Cod Almighty | Diary
Diary - Thursday 9 May 2013
9 May 2013
It was before the alleged assault on Dayle Southwell last weekend that I thought it. The Southwell thing just confirmed it.
I've been feeling it for ages, really, if I'm honest. But only quite recently have I found a way of articulating that feeling.
Here's what it is.
If I hadn't become a Town fan when I was little, there's no way I'd get into football now.
Before we go any further, let me say this: your original/regular Diary isn't going to jump on that 'Against Modern Football' bandwagon. True, the AMF movement makes many valid points about the corporate pillage of our game. Football is too expensive, and if money is the lifeblood of the game than much of the money paid by fans is sucked up by various parasitic bastards in suits: from the agents and 'advisors' to the 'investors' and carpetbaggers. The Premier League has severely damaged the competitive balance of the English game and the latest changes to its 'parachute payment' system threaten to destroy it altogether.
But AMF throws out the baby with the bathwater. It's not friendship scarves that bother me about modern football. It's not all-seater stadiums, or players having Twitter accounts. It's not even fans with prawn sandwiches: the supposed gentrification of football is a metropolitan thing. Even a tray of chips is probably deemed too much like health food to make it onto the menu at the kiosks inside Blundell Park.
No, scratch the surface of AMF and you find an ugly, reactionary nostalgia for the days when men were men and attacked each other outside football grounds in large, Stanley knife-wielding gangs, in between admiring each other's nice clothes. Women, of course, were nowhere to be seen.
So what is it that boils my piss most about modern football? It's the sense of entitlement. It's all the fucking endless moaning, every day of every week, that My Club FC should be higher up the league because, um, stuff. That My Club's current status is 'unacceptable' so we should sack the manager, regardless of whether or not such an action is likely to improve or degrade that status. That we're not like other clubs: we're better, because, um, er... things, probably we're really good fans or something from 30 years ago, or something else that every other set of fans in the country will claim with equal vehemence, so we deserve everything and we deserve it now, and if we don't get it we'll scream and scream until we're sick.
But what does this have to do with the alleged attack on Dayle Southwell last weekend? Am I implying some connection between this sense of entitlement and the possibility that a footballer might be assaulted by a supporter after a team finishes fourth in its league?

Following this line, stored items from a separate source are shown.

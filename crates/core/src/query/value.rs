//! Rendering and parsing of byte sizes and datetimes
//!
//! Byte sizes use decimal (SI) units so that a rendered size always parses
//! back to the exact byte count. Binary suffixes (`KiB`, `MiB`, ...) are
//! accepted on input as well.

use jiff::civil;
use jiff::tz::TimeZone;
use jiff::{Timestamp, Zoned};

use crate::error::QueryError;

/// Grammar reported when a byte size literal is rejected
pub const BYTE_SIZE_GRAMMAR: &str =
    "a byte size such as 512, 1.5KB or 20 MB (units B, KB, MB, GB, TB; case-insensitive)";

/// Grammar reported when a datetime literal is rejected
pub const DATETIME_GRAMMAR: &str =
    "an ISO-8601 datetime such as 2020-01-01, 2020-01-01T10:30:00 or 2020-01-01T10:30:00-05:00";

/// Format used when rendering datetimes for display and substring search
pub const DATETIME_FORMAT: &str = "%Y-%m-%d %H:%M:%S %Z";

/// Largest number of fractional digits considered when parsing sizes
const MAX_FRACTION_DIGITS: usize = 18;

const DECIMAL_UNITS: &[(&str, u64)] = &[
    ("PB", 1_000_000_000_000_000),
    ("TB", 1_000_000_000_000),
    ("GB", 1_000_000_000),
    ("MB", 1_000_000),
    ("KB", 1_000),
];

/// Render a byte count as a human readable string, e.g. `12.3 MB`
pub fn render_bytes(bytes: u64) -> String {
    for (unit, factor) in DECIMAL_UNITS {
        if bytes >= *factor {
            let whole = bytes / factor;
            let rem = bytes % factor;
            if rem == 0 {
                return format!("{whole} {unit}");
            }
            let width = factor.ilog10() as usize;
            let fraction = format!("{rem:0width$}");
            return format!("{whole}.{} {unit}", fraction.trim_end_matches('0'));
        }
    }
    format!("{bytes} B")
}

/// Parse a human readable byte size into a byte count
pub fn parse_bytes(input: &str) -> Result<u64, QueryError> {
    let invalid = || QueryError::ValueParse {
        literal: input.to_string(),
        expected: BYTE_SIZE_GRAMMAR,
    };

    let s = input.trim();
    let split = s
        .find(|c: char| !(c.is_ascii_digit() || c == '.'))
        .unwrap_or(s.len());
    let (number, unit) = (&s[..split], s[split..].trim());

    let multiplier: u128 = match unit.to_ascii_lowercase().as_str() {
        "" | "b" | "byte" | "bytes" => 1,
        "k" | "kb" => 1_000,
        "m" | "mb" => 1_000_000,
        "g" | "gb" => 1_000_000_000,
        "t" | "tb" => 1_000_000_000_000,
        "p" | "pb" => 1_000_000_000_000_000,
        "kib" => 1 << 10,
        "mib" => 1 << 20,
        "gib" => 1 << 30,
        "tib" => 1 << 40,
        "pib" => 1 << 50,
        _ => return Err(invalid()),
    };

    let (whole, fraction) = match number.split_once('.') {
        Some((w, f)) => (w, f),
        None => (number, ""),
    };
    if whole.is_empty() && fraction.is_empty() {
        return Err(invalid());
    }
    if !whole.bytes().all(|b| b.is_ascii_digit()) || !fraction.bytes().all(|b| b.is_ascii_digit()) {
        return Err(invalid());
    }

    let whole: u128 = if whole.is_empty() {
        0
    } else {
        whole.parse().map_err(|_| invalid())?
    };

    let fraction = &fraction[..fraction.len().min(MAX_FRACTION_DIGITS)];
    let fractional_bytes = if fraction.is_empty() {
        0
    } else {
        let numerator: u128 = fraction.parse().map_err(|_| invalid())?;
        let denominator = 10u128.pow(fraction.len() as u32);
        // round half up to the nearest byte
        (numerator * multiplier * 2 + denominator) / (denominator * 2)
    };

    whole
        .checked_mul(multiplier)
        .and_then(|b| b.checked_add(fractional_bytes))
        .and_then(|b| u64::try_from(b).ok())
        .ok_or_else(invalid)
}

/// Render a timestamp in the given zone using [`DATETIME_FORMAT`]
pub fn render_datetime(ts: Timestamp, tz: &TimeZone) -> String {
    let zoned = ts.to_zoned(tz.clone());
    jiff::fmt::strtime::format(DATETIME_FORMAT, &zoned).unwrap_or_else(|_| zoned.to_string())
}

/// Parse an ISO-8601 datetime. An explicit offset (or `Z`, or a bracketed
/// zone annotation) is honored; otherwise the value is interpreted in `tz`.
pub fn parse_datetime(input: &str, tz: &TimeZone) -> Result<Timestamp, QueryError> {
    let s = input.trim();

    if let Ok(ts) = s.parse::<Timestamp>() {
        return Ok(ts);
    }
    if let Ok(zoned) = s.parse::<Zoned>() {
        return Ok(zoned.timestamp());
    }

    let naive = s
        .parse::<civil::DateTime>()
        .or_else(|_| s.parse::<civil::Date>().map(|d| d.to_datetime(civil::Time::midnight())));

    naive
        .and_then(|dt| dt.to_zoned(tz.clone()))
        .map(|zoned| zoned.timestamp())
        .map_err(|_| QueryError::ValueParse {
            literal: input.to_string(),
            expected: DATETIME_GRAMMAR,
        })
}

Well, actually, yes, I am. This may just be extrapolating from Middle-Aged Diary's reflections here on Tuesday. But if you go around thinking you're 'too big' for this 'tinpot' league, and you 'have to get out' of it, you can work yourself up into a right old state. You can get angry about things you shouldn't really get angry about. If you feel frustrated because you think your club is in too low a league, then of course it doesn't follow that you will headbutt a footballer for failing to win promotion. But if you headbutt a footballer for failing to win promotion, it's pretty certain you feel frustrated because you think your club is in too low a league. These are two points on a scale, not two different scales.
There it is, then. I've got to the bottom of this loathing I feel for modern football. So what will I do with this loathing? I dunno. I'm not going anywhere. However pissed off I get with what the game has become, I'll always be a Town fan. I've got my memories to keep me warm at night. Promotions and great cup victories, sure. But memories from a time when, in the absence of promotions and great cup victories, we stayed cool. We lost a match, sighed and perhaps muttered darkly a little. We didn't scream abuse. We didn't headbutt anyone. We didn't dream of calling for a manager to be sacked, unless he was Mike Lyons. And we went to the match again the next week and we just kept on going.
The next generation of fans, however, won't have those memories of GTFC. And what worries me most is that GTFC won't have the next generation of fans.